**RECORDS**
====

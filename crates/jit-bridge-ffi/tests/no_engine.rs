//! Behavior of the C surface when the host never installed an engine, and of
//! every entry point when handed a NULL instance.

#![allow(clippy::pedantic, clippy::nursery)]

use std::ffi::c_void;
use std::ptr;

use jit_bridge_ffi::{
    jit_bridge_clear_exclusive, jit_bridge_create, jit_bridge_destroy, jit_bridge_get_pc,
    jit_bridge_get_sp, jit_bridge_get_x, jit_bridge_halt, jit_bridge_mark_exclusive,
    jit_bridge_run, jit_bridge_set_pc, jit_bridge_set_sp, jit_bridge_set_x, jit_bridge_step,
    jit_bridge_write_u32, JitMemoryOps,
};

unsafe extern "C" fn read_u8(_: *mut c_void, _: u64) -> u8 {
    0
}

unsafe extern "C" fn read_u16(_: *mut c_void, _: u64) -> u16 {
    0
}

unsafe extern "C" fn read_u32(_: *mut c_void, _: u64) -> u32 {
    0
}

unsafe extern "C" fn read_u64(_: *mut c_void, _: u64) -> u64 {
    0
}

unsafe extern "C" fn write_u8(_: *mut c_void, _: u64, _: u8) {}

unsafe extern "C" fn write_u16(_: *mut c_void, _: u64, _: u16) {}

unsafe extern "C" fn write_u32(_: *mut c_void, _: u64, _: u32) {}

unsafe extern "C" fn write_u64(_: *mut c_void, _: u64, _: u64) {}

#[test]
fn create_without_installed_engine_returns_null() {
    let _ = env_logger::builder().is_test(true).try_init();
    let ops = JitMemoryOps {
        read_u8: Some(read_u8),
        read_u16: Some(read_u16),
        read_u32: Some(read_u32),
        read_u64: Some(read_u64),
        write_u8: Some(write_u8),
        write_u16: Some(write_u16),
        write_u32: Some(write_u32),
        write_u64: Some(write_u64),
    };

    let cpu = unsafe { jit_bridge_create(ptr::null_mut(), &ops) };
    assert!(cpu.is_null());
}

#[test]
fn null_instance_reads_zero_and_ignores_everything_else() {
    let cpu = ptr::null_mut();
    unsafe {
        assert_eq!(jit_bridge_run(cpu), 0);
        assert_eq!(jit_bridge_step(cpu), 0);
        jit_bridge_halt(cpu);

        jit_bridge_set_x(cpu, 0, 1);
        jit_bridge_set_sp(cpu, 1);
        jit_bridge_set_pc(cpu, 1);
        assert_eq!(jit_bridge_get_x(cpu, 0), 0);
        assert_eq!(jit_bridge_get_sp(cpu), 0);
        assert_eq!(jit_bridge_get_pc(cpu), 0);

        jit_bridge_write_u32(cpu, 0x1000, 1);
        jit_bridge_mark_exclusive(cpu, 0x1000, 4);
        jit_bridge_clear_exclusive(cpu);
        jit_bridge_destroy(cpu);
    }
}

====

Where a line of the data contains "JitMemoryOps", copy that line.

**ANSWER BOX**
    jit_bridge_write_u32, JitMemoryOps,
    let ops = JitMemoryOps {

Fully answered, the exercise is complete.